In stark contrast to largely apathetic Russians, the Chinese who work in Blagoveshchensk do more than sell merchandise. Next to a market stall, a lanky cobbler named Yo Xiaoching, who was nailing new soles onto a pair of shoes, said it was far easier to find work in Blagoveshchensk than in China. The numbers explain why. While fewer than a million people occupy Russia’s vast Amur region, the Chinese region of Heilongjiang, across the river, is bursting at the seams with almost forty million people. And despite strict new Russian laws limiting the number of Chinese permitted to work in Blagoveshchensk, Yo said it was still attractive to go there because “there’s no work at all on the Chinese side.”
With racist hate crimes endemic in Russia and nationalists spreading fear of a swelling menace on Russia’s border, most Chinese in Blagoveshchensk keep to themselves, maintaining a determinedly low profile. Nevertheless, Blagoveshchensk residents tend to be less suspicious of them than they were during the years immediately following the Soviet collapse. A smartly dressed middle-aged clothes designer named Tatyana Sorokina said she actually felt more reliant on China than Moscow, thousands of miles west. “It’s just a fact of life,” she ex
plained. “We depend on the Chinese for so many things; any development they accomplish here is also good for us.”
Dependence on China isn’t new. Residents told me they wouldn’t have weathered Russia’s steep economic decline in the 1990s without affordable Chinese products.
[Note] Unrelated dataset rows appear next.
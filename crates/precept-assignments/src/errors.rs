//! Error type for assignment operations.
//!
//! Every domain rejection is its own variant so callers can render a
//! specific message; only `Store` wraps infrastructure failures, which are
//! the retryable class.

use precept_core::ids::{AssignmentId, PreceptorId, StudentId};
use precept_store::StoreError;
use thiserror::Error;

/// Errors returned by the assignment engine.
#[derive(Debug, Error)]
pub enum AssignmentError {
    /// The student already has an active assignment. Carries the current
    /// preceptor so the caller can say who.
    #[error("student already assigned to {preceptor_name}")]
    DuplicateActive {
        /// The preceptor currently supervising the student.
        preceptor_id: PreceptorId,
        /// That preceptor's display name, for rendering.
        preceptor_name: String,
    },

    /// Student and preceptor are not in the same institution, or one of
    /// them has no institution at all.
    #[error("student and preceptor institutions do not match")]
    InstitutionMismatch,

    /// The preceptor is already supervising the maximum number of students.
    #[error("preceptor {preceptor_id} is at capacity ({limit} students)")]
    CapacityExceeded {
        /// The preceptor whose capacity is exhausted.
        preceptor_id: PreceptorId,
        /// The capacity limit that was hit.
        limit: u32,
    },

    /// No student profile with this ID.
    #[error("student not found: {0}")]
    StudentNotFound(StudentId),

    /// No preceptor profile with this ID.
    #[error("preceptor not found: {0}")]
    PreceptorNotFound(PreceptorId),

    /// No assignment row with this ID.
    #[error("assignment not found: {0}")]
    AssignmentNotFound(AssignmentId),

    /// The assignment exists but is not active, so it cannot be ended.
    #[error("assignment {0} is not active")]
    NotActive(AssignmentId),

    /// Persistence failure. Retryable by the caller with backoff.
    #[error(transparent)]
    Store(#[from] StoreError),
}

impl From<rusqlite::Error> for AssignmentError {
    fn from(err: rusqlite::Error) -> Self {
        Self::Store(StoreError::Sqlite(err))
    }
}

// ─────────────────────────────────────────────────────────────────────────────
// Tests
// ─────────────────────────────────────────────────────────────────────────────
Eighty-year-old Nikolai Alexandrovich said he survived mainly on Chinese potatoes during the worst years of Stalinism in the 1930s. “If it weren’t for the Chinese, we’d be walking around naked and hungry today because our authorities have only helped Russia’s far east decline. All they care about is battling each other for control and lining their pockets.”
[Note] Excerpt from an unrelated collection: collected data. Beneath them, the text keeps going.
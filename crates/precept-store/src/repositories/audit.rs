//! Append-only audit log.
//!
//! The engines append a record after every successful mutation, inside the
//! same transaction, so the audit trail can never disagree with the data.

use rusqlite::{Connection, params};

use crate::errors::Result;
use crate::repositories::now_iso;
use crate::types::AuditRecord;

/// Parameters for one audit append.
#[derive(Clone, Debug)]
pub struct AppendAudit<'a> {
    /// Who performed the action, if known.
    pub actor_id: Option<&'a str>,
    /// Action name, e.g. "assign" or "review".
    pub action: &'a str,
    /// Affected entity family, e.g. "assignment".
    pub entity_type: &'a str,
    /// Affected entity ID.
    pub entity_id: &'a str,
    /// Structured context, stored as JSON.
    pub detail: Option<serde_json::Value>,
}

/// Repository for audit records.
pub struct AuditRepo;

impl AuditRepo {
    /// Append one record.
    pub fn append(conn: &Connection, params: &AppendAudit<'_>) -> Result<()> {
        let detail = params
            .detail
            .as_ref()
            .map(serde_json::to_string)
            .transpose()?;
        let _ = conn.execute(
            "INSERT INTO audit_log (actor_id, action, entity_type, entity_id, detail, created_at)
             VALUES (?1, ?2, ?3, ?4, ?5, ?6)",
            rusqlite::params![
                params.actor_id,
                params.action,
                params.entity_type,
                params.entity_id,
                detail,
                now_iso(),
            ],
        )?;
        Ok(())
    }

    /// Most recent records for one entity, newest first.
    pub fn recent_for_entity(
        conn: &Connection,
        entity_type: &str,
        entity_id: &str,
        limit: u32,
    ) -> Result<Vec<AuditRecord>> {
        let mut stmt = conn.prepare(
            "SELECT id, actor_id, action, entity_type, entity_id, detail, created_at
             FROM audit_log WHERE entity_type = ?1 AND entity_id = ?2
             ORDER BY id DESC LIMIT ?3",
        )?;
        let records = stmt
            .query_map(params![entity_type, entity_id, limit], |row| {
                let detail_json: Option<String> = row.get(5)?;
                Ok(AuditRecord {
                    id: row.get(0)?,
                    actor_id: row.get(1)?,
                    action: row.get(2)?,
                    entity_type: row.get(3)?,
                    entity_id: row.get(4)?,
                    detail: detail_json.and_then(|s| serde_json::from_str(&s).ok()),
                    created_at: row.get(6)?,
                })
            })?
            .filter_map(std::result::Result::ok)
            .collect();
        Ok(records)
    }
}

// ─────────────────────────────────────────────────────────────────────────────
// Tests
// ─────────────────────────────────────────────────────────────────────────────
use axum::{
    http::StatusCode,
    response::{IntoResponse, Response},
};
use tracing::error;

/// Why a bearer token was rejected.
#[derive(Debug, Clone, Copy, PartialEq, Eq, thiserror::Error)]
pub enum AuthError {
    #[error("missing or non-bearer Authorization header")]
    MissingToken,
    #[error("token signature is invalid")]
    InvalidSignature,
    #[error("token has expired")]
    Expired,
    #[error("token is malformed")]
    Malformed,
}

#[derive(Debug, Clone, PartialEq, Eq, thiserror::Error)]
pub enum CredentialError {
    #[error("invalid credentials")]
    InvalidCredentials,
    #[error("email already registered")]
    DuplicateEmail,
}

#[derive(Debug, Clone, PartialEq, thiserror::Error)]
pub enum ValidationError {
    #[error("missing required feature: {0}")]
    MissingFeature(String),
    #[error("invalid disease type: {0}")]
    InvalidDiseaseType(String),
    #[error("{field} is out of range: {reason}")]
    OutOfRange { field: String, reason: String },
    #[error("expected {expected} features, got {actual}")]
    FeatureCount { expected: usize, actual: usize },
}

impl ValidationError {
    pub fn out_of_range(field: &str, reason: impl Into<String>) -> Self {
        Self::OutOfRange {
            field: field.to_string(),
            reason: reason.into(),
        }
    }
}

#[derive(Debug, thiserror::Error)]
pub enum AppError {
    #[error(transparent)]
    Auth(#[from] AuthError),
    #[error(transparent)]
    Credential(#[from] CredentialError),
    #[error(transparent)]
    Validation(#[from] ValidationError),
    #[error("administrator access required")]
    Forbidden,
    #[error("user not found")]
    UserNotFound,
    #[error("storage error: {0}")]
    Storage(#[from] sqlx::Error),
    #[error("model unavailable: {0}")]
    ModelUnavailable(String),
    #[error(transparent)]
    Internal(#[from] anyhow::Error),
}

impl AppError {
    pub fn status(&self) -> StatusCode {
        match self {
            AppError::Auth(_) => StatusCode::UNAUTHORIZED,
            AppError::Credential(CredentialError::InvalidCredentials) => StatusCode::UNAUTHORIZED,
            AppError::Credential(CredentialError::DuplicateEmail) => StatusCode::CONFLICT,
            AppError::Validation(_) => StatusCode::BAD_REQUEST,
            AppError::Forbidden => StatusCode::FORBIDDEN,
            AppError::UserNotFound => StatusCode::NOT_FOUND,
            AppError::ModelUnavailable(_) => StatusCode::SERVICE_UNAVAILABLE,
            AppError::Storage(_) | AppError::Internal(_) => StatusCode::INTERNAL_SERVER_ERROR,
        }
    }
}

impl IntoResponse for AppError {
    fn into_response(self) -> Response {
        let status = self.status();
        if status.is_server_error() {
            error!(error = %self, %status, "request failed");
        }
        (status, self.to_string()).into_response()
    }
}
In addition to clothes and electronics, most food sold in Blagoveshchensk comes from China. And in a city principally consisting of decaying log houses and prefabricated Soviet concrete hulks, the most prominent sign of the Chinese presence is new construction. The city’s only world-class accommodations are at the Asia Hotel. With its towering glass facade, the building is Blagoveshchensk’s tallest by far. He Wenyan, the CEO of the Chinese company that built it, drives a Bentley coupe said to be the only such car in the Amur region. In the hotel’s massive revolving restaurant on the top floor, He, a proud but soft-spoken man, argued that Blagoveshchensk would be far worse off without the Chinese. “We’re good for the Russians. We help sustain their market economy,” he said. But while locals tend to agree, political experts say that the Kremlin is in denial about the long-term threat to Russia’s far east.
Russia took Blagoveshchensk from the Chinese relatively recently, in 1856, as a voluble sociologist named German Zheliabovsky reminded me in his cramped first-floor office, predicting that China may again control the city sooner rather than later. Beijing has been buying Russian arms for a major military buildup, and Moscow, he said, doesn’t realize that Russia will eventually have to share some land with China to avoid conflict. “Our military alone won’t be able to hold the far east. Russian people will have to live here.” For that to happen, he added, after apologizing for stating the obvious, there will need to be jobs.